Abstract BACKGROUND Glioblastoma (GBM) is a fatal brain tumor with a great unmet need for better therapies. Research on the genomic landscape of GBM has revealed that three major proliferation pathways — the PI3K-mTOR-AKT, the MAPK, and the CDK4/6-RB pathways — are overactive in the majority of GBM patients. Based on that knowledge we have developed a multi-target combination therapy (MTCT) by employing inhibitors of these three pathways. When these inhibitors are used in combination, lower, clinically more relevant concentrations of each drug are sufficient for target inhibition and proliferation arrest than with single agents.Excitingly, we find that MTCT not only shuts down proliferation but also causes permanent growth inhibition by the induction of senescence and the secretion of a senescence-associated secretory phenotype (SASP). MATERIAL AND METHODS Senescence is identified in a multimodal way, including morphological characterization, SASP production, beta-galactosidase activity, and colony outgrowth potential. RNAseq together with (phospho)proteomics are also applied to investigate the molecular mechanism in combination with techniques such as DNA damage assays, flow cytometry, western blot, metabolic assays, and fluorescence microscopy. RESULTS MTCT-senescent cells have increased mitochondrial reactive oxygen species (mtROS). However, they do not acquire nuclear DNA damage but only local mitochondrial DNA damage.
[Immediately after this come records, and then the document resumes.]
//! Test doubles and common utilities for contract tests
//!
//! The doubles record every call so tests can assert on exactly what the
//! core asked a registry to do, without any network.

#![allow(dead_code)]

use creg_core::error::{Error, Result};
use creg_core::traits::{EventSource, EventStream, Registration, RegistryClient, RegistryRecord};
use creg_core::{BackendSettings, ContainerEvent, ContainerInfo, CregConfig};
use std::collections::BTreeMap;
use std::sync::atomic::{AtomicBool, AtomicUsize, Ordering};
use std::sync::{Arc, Mutex};
use std::time::Duration;
use tokio::sync::mpsc;

/// One call observed by [`RecordingRegistryClient`]
#[derive(Debug, Clone, PartialEq, Eq)]
pub enum Call {
    Register {
        id: String,
        name: String,
        address: String,
        port: u16,
        tags: Vec<String>,
    },
    Deregister(String),
    DeleteByPrefix(String),
    ListAll,
}

impl Call {
    pub fn is_register(&self) -> bool {
        matches!(self, Call::Register { .. })
    }

    pub fn is_deregister(&self) -> bool {
        matches!(self, Call::Deregister(_))
    }
}

/// A registry client that records calls and can be told to fail or stall
pub struct RecordingRegistryClient {
    calls: Arc<Mutex<Vec<Call>>>,
    call_count: Arc<AtomicUsize>,
    failing: Arc<AtomicBool>,
    delay: Arc<Mutex<Option<Duration>>>,
    records: Arc<Mutex<BTreeMap<String, RegistryRecord>>>,
}

impl RecordingRegistryClient {
    pub fn new() -> Self {
        Self {
            calls: Arc::new(Mutex::new(Vec::new())),
            call_count: Arc::new(AtomicUsize::new(0)),
            failing: Arc::new(AtomicBool::new(false)),
            delay: Arc::new(Mutex::new(None)),
            records: Arc::new(Mutex::new(BTreeMap::new())),
        }
    }

    /// Create a client that shares recorded state with an existing one
    pub fn sharing_counters_with(other: &Self) -> Self {
        Self {
            calls: Arc::clone(&other.calls),
            call_count: Arc::clone(&other.call_count),
            failing: Arc::clone(&other.failing),
            delay: Arc::clone(&other.delay),
            records: Arc::clone(&other.records),
        }
    }

    pub fn calls(&self) -> Vec<Call> {
        self.calls.lock().unwrap().clone()
    }

    pub fn call_count(&self) -> usize {
        self.call_count.load(Ordering::SeqCst)
    }

    pub fn registers(&self) -> Vec<Call> {
        self.calls().into_iter().filter(Call::is_register).collect()
    }

    pub fn deregisters(&self) -> Vec<Call> {
        self.calls().into_iter().filter(Call::is_deregister).collect()
    }

    /// Make every subsequent call fail
    pub fn set_failing(&self, failing: bool) {
        self.failing.store(failing, Ordering::SeqCst);
    }

    /// Make every subsequent call take `delay`
    pub fn set_delay(&self, delay: Duration) {
        *self.delay.lock().unwrap() = Some(delay);
    }

    /// Seed what list_all() returns
    pub fn seed(&self, record: RegistryRecord) {
        self.records.lock().unwrap().insert(record.id.clone(), record);
    }

    async fn observe(&self, call: Call) -> Result<()> {
        self.call_count.fetch_add(1, Ordering::SeqCst);
        self.calls.lock().unwrap().push(call);

        let delay = *self.delay.lock().unwrap();
        if let Some(delay) = delay {
            tokio::time::sleep(delay).await;
        }

        if self.failing.load(Ordering::SeqCst) {
            return Err(Error::http("registry unavailable"));
        }
        Ok(())
    }
}

#[async_trait::async_trait]
impl RegistryClient for RecordingRegistryClient {
    async fn register(&self, registration: &Registration) -> Result<()> {
        self.observe(Call::Register {
            id: registration.id.clone(),
            name: registration.name.clone(),
            address: registration.address.clone(),
            port: registration.port,
            tags: registration.tags.clone(),
        })
        .await
    }

    async fn deregister(&self, id: &str) -> Result<()> {
        self.observe(Call::Deregister(id.to_string())).await?;
        self.records.lock().unwrap().remove(id);
        Ok(())
    }

    async fn list_all(&self) -> Result<BTreeMap<String, RegistryRecord>> {
        self.observe(Call::ListAll).await?;
        Ok(self.records.lock().unwrap().clone())
    }

    async fn delete_by_prefix(&self, prefix: &str) -> Result<()> {
        self.observe(Call::DeleteByPrefix(prefix.to_string())).await
    }

    fn client_name(&self) -> &'static str {
        "recording"
    }
}

/// An event source whose events are pushed by the test
pub struct ControlledEventSource {
    tx: mpsc::UnboundedSender<ContainerEvent>,
    rx: Mutex<Option<mpsc::UnboundedReceiver<ContainerEvent>>>,
    running: Vec<ContainerInfo>,
}

impl ControlledEventSource {
    pub fn new(running: Vec<ContainerInfo>) -> Self {
        let (tx, rx) = mpsc::unbounded_channel();
        Self {
            tx,
            rx: Mutex::new(Some(rx)),
            running,
        }
    }

    pub fn sender(&self) -> mpsc::UnboundedSender<ContainerEvent> {
        self.tx.clone()
    }
}

#[async_trait::async_trait]
impl EventSource for ControlledEventSource {
    fn source_name(&self) -> &str {
        "controlled"
    }

    async fn running(&self) -> Result<Vec<ContainerInfo>> {
        Ok(self.running.clone())
    }

    fn events(&self, _shutdown: tokio_util::sync::CancellationToken) -> EventStream {
        let rx = self
            .rx
            .lock()
            .unwrap()
            .take()
            .expect("events() can only be called once");
        Box::pin(tokio_stream::wrappers::UnboundedReceiverStream::new(rx))
    }
}

/// Daemon-wide configuration used by every contract test
pub fn test_config() -> CregConfig {
    let mut config = CregConfig::new("node1", "10.0.0.5");
    config.engine.call_timeout_secs = 1;
    config
}

pub fn settings(name: &str) -> BackendSettings {
    BackendSettings::from_config(name, &test_config())
}

/// An eligible container exposing `80/tcp` as `svc1`
pub fn svc1(id: &str) -> ContainerInfo {
    ContainerInfo::new(id)
        .with_label("creg", "true")
        .with_label("creg.port", "80/tcp:svc1")
}

/// Poll `condition` until it holds or two seconds pass
pub async fn eventually(mut condition: impl FnMut() -> bool) -> bool {
    for _ in 0..200 {
        if condition() {
            return true;
        }
        tokio::time::sleep(Duration::from_millis(10)).await;
    }
    condition()
}
// # Docker / Podman Event Source
//
// Container runtime event source built on the Docker Engine API. Podman
// exposes the same API on its own socket, so both runtimes share this
// implementation and differ only in how they connect.
//
// ## Stream behavior
//
// 1. Subscribe to `start`, `stop` and `kill` container events
// 2. Emit a synthetic `start` for every running, eligible container
// 3. Forward live events, each enriched with a fresh inspect
//
// A container started between steps 1 and 2 may be reported twice. That is
// harmless: registration is an upsert.
//
// The stream ends on shutdown or when the runtime connection breaks. It does
// not reconnect; other sources keep running.
//
// ## API Reference
//
// - List containers: GET `/containers/json?filters={"status":["running"]}`
// - Inspect: GET `/containers/:id/json`
// - Events: GET `/events?filters={"type":["container"],"event":[...]}`

use async_trait::async_trait;
use bollard::Docker;
use bollard::container::ListContainersOptions;
use bollard::models::{ContainerInspectResponse, PortMap};
use bollard::system::EventsOptions;
use creg_core::config::SourceConfig;
use creg_core::labels::Eligibility;
use creg_core::traits::{EventSource, EventSourceFactory, EventStream};
use creg_core::{ContainerAction, ContainerEvent, ContainerInfo, Error, Port, PortBinding, Result};
use futures_util::stream::StreamExt;
use std::collections::HashMap;
use tokio::sync::mpsc;
use tokio_stream::wrappers::ReceiverStream;
use tokio_util::sync::CancellationToken;
use tracing::{debug, error, info, warn};

/// Seconds bollard waits for a response before failing a request
const CONNECT_TIMEOUT_SECS: u64 = 120;

/// Events buffered between the runtime and the multiplexer
const EVENT_BUFFER: usize = 64;

/// Runtime actions this source forwards
const TRACKED_ACTIONS: [&str; 3] = ["start", "stop", "kill"];

/// Event source for a Docker-API-compatible runtime
pub struct RuntimeSource {
    name: String,
    docker: Docker,
    eligibility: Eligibility,
}

impl std::fmt::Debug for RuntimeSource {
    fn fmt(&self, f: &mut std::fmt::Formatter<'_>) -> std::fmt::Result {
        f.debug_struct("RuntimeSource")
            .field("name", &self.name)
            .field("eligibility", &self.eligibility)
            .finish()
    }
}

impl RuntimeSource {
    /// Connect using the client's local defaults (`DOCKER_HOST` or the default socket)
    pub fn connect_local(name: impl Into<String>, eligibility: Eligibility) -> Result<Self> {
        let docker = Docker::connect_with_local_defaults()
            .map_err(|e| Error::source(format!("failed to connect to docker: {}", e)))?;

        Ok(Self {
            name: name.into(),
            docker,
            eligibility,
        })
    }

    /// Connect to a runtime listening on a unix socket
    pub fn connect_socket(
        name: impl Into<String>,
        socket: &str,
        eligibility: Eligibility,
    ) -> Result<Self> {
        let name = name.into();
        let docker = Docker::connect_with_unix(socket, CONNECT_TIMEOUT_SECS, bollard::API_DEFAULT_VERSION)
            .map_err(|e| Error::source(format!("failed to connect to {} at {}: {}", name, socket, e)))?;

        Ok(Self {
            name,
            docker,
            eligibility,
        })
    }

    async fn inspect(docker: &Docker, id: &str) -> Result<ContainerInfo> {
        let detail = docker
            .inspect_container(id, None)
            .await
            .map_err(|e| Error::source(format!("failed to inspect container {}: {}", id, e)))?;

        Ok(container_from_inspect(&detail))
    }

    async fn running_containers(
        name: &str,
        docker: &Docker,
        eligibility: &Eligibility,
    ) -> Result<Vec<ContainerInfo>> {
        let options = ListContainersOptions::<String> {
            filters: HashMap::from([("status".to_string(), vec!["running".to_string()])]),
            ..Default::default()
        };

        let summaries = docker
            .list_containers(Some(options))
            .await
            .map_err(|e| Error::source(format!("failed to list containers: {}", e)))?;

        let mut containers = Vec::new();
        for summary in summaries {
            let Some(id) = summary.id else { continue };

            // Cheap pre-filter on the list labels before paying for an inspect
            if let Some(labels) = &summary.labels {
                if !eligibility.is_eligible(labels) {
                    continue;
                }
            }

            match Self::inspect(docker, &id).await {
                Ok(container) if eligibility.is_eligible(&container.labels) => {
                    containers.push(container)
                }
                Ok(_) => {}
                Err(e) => warn!(source = %name, container = %id, error = %e, "Skipping container"),
            }
        }

        debug!(source = %name, count = containers.len(), "Listed running containers");
        Ok(containers)
    }
}

#[async_trait]
impl EventSource for RuntimeSource {
    fn source_name(&self) -> &str {
        &self.name
    }

    async fn running(&self) -> Result<Vec<ContainerInfo>> {
        Self::running_containers(&self.name, &self.docker, &self.eligibility).await
    }

    fn events(&self, shutdown: CancellationToken) -> EventStream {
        let (tx, rx) = mpsc::channel(EVENT_BUFFER);

        tokio::spawn(follow(
            self.name.clone(),
            self.docker.clone(),
            self.eligibility.clone(),
            tx,
            shutdown,
        ));

        Box::pin(ReceiverStream::new(rx))
    }
}

/// Send `event`, giving up on shutdown or when the consumer is gone
async fn emit(
    tx: &mpsc::Sender<ContainerEvent>,
    event: ContainerEvent,
    shutdown: &CancellationToken,
) -> bool {
    tokio::select! {
        biased;
        _ = shutdown.cancelled() => false,
        sent = tx.send(event) => sent.is_ok(),
    }
}

async fn follow(
    name: String,
    docker: Docker,
    eligibility: Eligibility,
    tx: mpsc::Sender<ContainerEvent>,
    shutdown: CancellationToken,
) {
    let options = EventsOptions::<String> {
        filters: HashMap::from([
            ("type".to_string(), vec!["container".to_string()]),
            (
                "event".to_string(),
                TRACKED_ACTIONS.iter().map(|a| a.to_string()).collect(),
            ),
        ]),
        ..Default::default()
    };
    let mut stream = docker.events(Some(options));

    match RuntimeSource::running_containers(&name, &docker, &eligibility).await {
        Ok(running) => {
            info!(source = %name, count = running.len(), "Emitting running containers");
            for container in running {
                if !emit(&tx, ContainerEvent::start(container), &shutdown).await {
                    return;
                }
            }
        }
        Err(e) => error!(source = %name, error = %e, "Failed to list running containers"),
    }

    info!(source = %name, "Listening for container events");

    loop {
        let message = tokio::select! {
            biased;

            _ = shutdown.cancelled() => {
                debug!(source = %name, "Event source cancelled");
                return;
            }

            message = stream.next() => message,
        };

        let message = match message {
            Some(Ok(message)) => message,
            Some(Err(e)) => {
                error!(source = %name, error = %e, "Container event stream failed");
                return;
            }
            None => {
                warn!(source = %name, "Container event stream ended");
                return;
            }
        };

        let action = ContainerAction::parse(message.action.as_deref().unwrap_or_default());
        let Some(actor) = message.actor else { continue };
        let Some(id) = actor.id else { continue };

        let container = match RuntimeSource::inspect(&docker, &id).await {
            Ok(container) => container,
            // A killed container can be gone before we inspect it; its event
            // attributes still carry the labels.
            Err(e) if action.is_teardown() => {
                debug!(source = %name, container = %id, error = %e, "Using event attributes");
                container_from_attributes(&id, actor.attributes.unwrap_or_default())
            }
            Err(e) => {
                warn!(source = %name, container = %id, error = %e, "Dropping event");
                continue;
            }
        };

        if !eligibility.is_eligible(&container.labels) {
            debug!(source = %name, container = %id, action = %action, "Ignoring ineligible container");
            continue;
        }

        debug!(source = %name, container = %id, action = %action, "Container event");
        if !emit(&tx, ContainerEvent::new(action, container), &shutdown).await {
            return;
        }
    }
}

/// Normalize an inspect response
pub fn container_from_inspect(detail: &ContainerInspectResponse) -> ContainerInfo {
    let labels = detail
        .config
        .as_ref()
        .and_then(|c| c.labels.clone())
        .unwrap_or_default();

    let ports = detail
        .network_settings
        .as_ref()
        .and_then(|n| n.ports.as_ref())
        .map(convert_ports)
        .unwrap_or_default();

    ContainerInfo {
        id: detail.id.clone().unwrap_or_default(),
        labels,
        ports,
    }
}

/// Published bindings keyed by container port; unpublished ports are dropped
fn convert_ports(ports: &PortMap) -> HashMap<Port, Vec<PortBinding>> {
    ports
        .iter()
        .filter_map(|(token, bindings)| {
            let bindings: Vec<PortBinding> = bindings
                .as_ref()?
                .iter()
                .map(|b| {
                    PortBinding::new(
                        b.host_ip.clone().unwrap_or_default(),
                        b.host_port.clone().unwrap_or_default(),
                    )
                })
                .collect();

            if bindings.is_empty() {
                return None;
            }

            Port::parse(token).ok().map(|port| (port, bindings))
        })
        .collect()
}

/// Runtime keys mixed into event attributes alongside the labels
const RUNTIME_ATTRIBUTES: [&str; 4] = ["name", "image", "exitCode", "signal"];

/// Event attributes are the container labels plus a few runtime keys
fn container_from_attributes(id: &str, mut attributes: HashMap<String, String>) -> ContainerInfo {
    for key in RUNTIME_ATTRIBUTES {
        attributes.remove(key);
    }

    ContainerInfo {
        id: id.to_string(),
        labels: attributes,
        ports: HashMap::new(),
    }
}

/// Factory for Docker sources
pub struct DockerFactory;

impl EventSourceFactory for DockerFactory {
    fn create(
        &self,
        config: &SourceConfig,
        eligibility: &Eligibility,
    ) -> Result<Box<dyn EventSource>> {
        match config {
            SourceConfig::Docker { socket: Some(socket) } => Ok(Box::new(
                RuntimeSource::connect_socket("docker", socket, eligibility.clone())?,
            )),
            SourceConfig::Docker { socket: None } => Ok(Box::new(RuntimeSource::connect_local(
                "docker",
                eligibility.clone(),
            )?)),
            _ => Err(Error::config("Invalid config for docker source")),
        }
    }
}

/// Factory for Podman sources
pub struct PodmanFactory;

impl EventSourceFactory for PodmanFactory {
    fn create(
        &self,
        config: &SourceConfig,
        eligibility: &Eligibility,
    ) -> Result<Box<dyn EventSource>> {
        match config {
            SourceConfig::Podman { socket } => Ok(Box::new(RuntimeSource::connect_socket(
                "podman",
                socket,
                eligibility.clone(),
            )?)),
            _ => Err(Error::config("Invalid config for podman source")),
        }
    }
}

/// Register the docker and podman sources with a registry
pub fn register(registry: &creg_core::PluginRegistry) {
    registry.register_source("docker", Box::new(DockerFactory));
    registry.register_source("podman", Box::new(PodmanFactory));
}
Addition of antioxidants that deplete mtROS resulted in senescence rescue both in terms of morphology and proliferation arrest. MTCT-senescent cells display an enhancement in total mitochondrial mass, mitochondrial DNA copy numbers, and the transcription of mitochondrial proteins. Despite this enhancement, the basal respiration rate of these cells is comparable to untreated cells, indicating an impaired maximal respiration capacity in MTCT-senescent cells. Concordantly, these cells display striking disturbances of their mitochondrial network.Intriguingly, depletion of functional mitochondria prevents the induction of mtROS and senescence by MTCT but not by classical senescence inducers such as ionizing radiation or high concentrations of CDK4/6 inhibitors. CONCLUSION MTCT induces senescence in GBM cells through a unique nuclear DNA damage-independent mechanism for which the mitochondria are essential.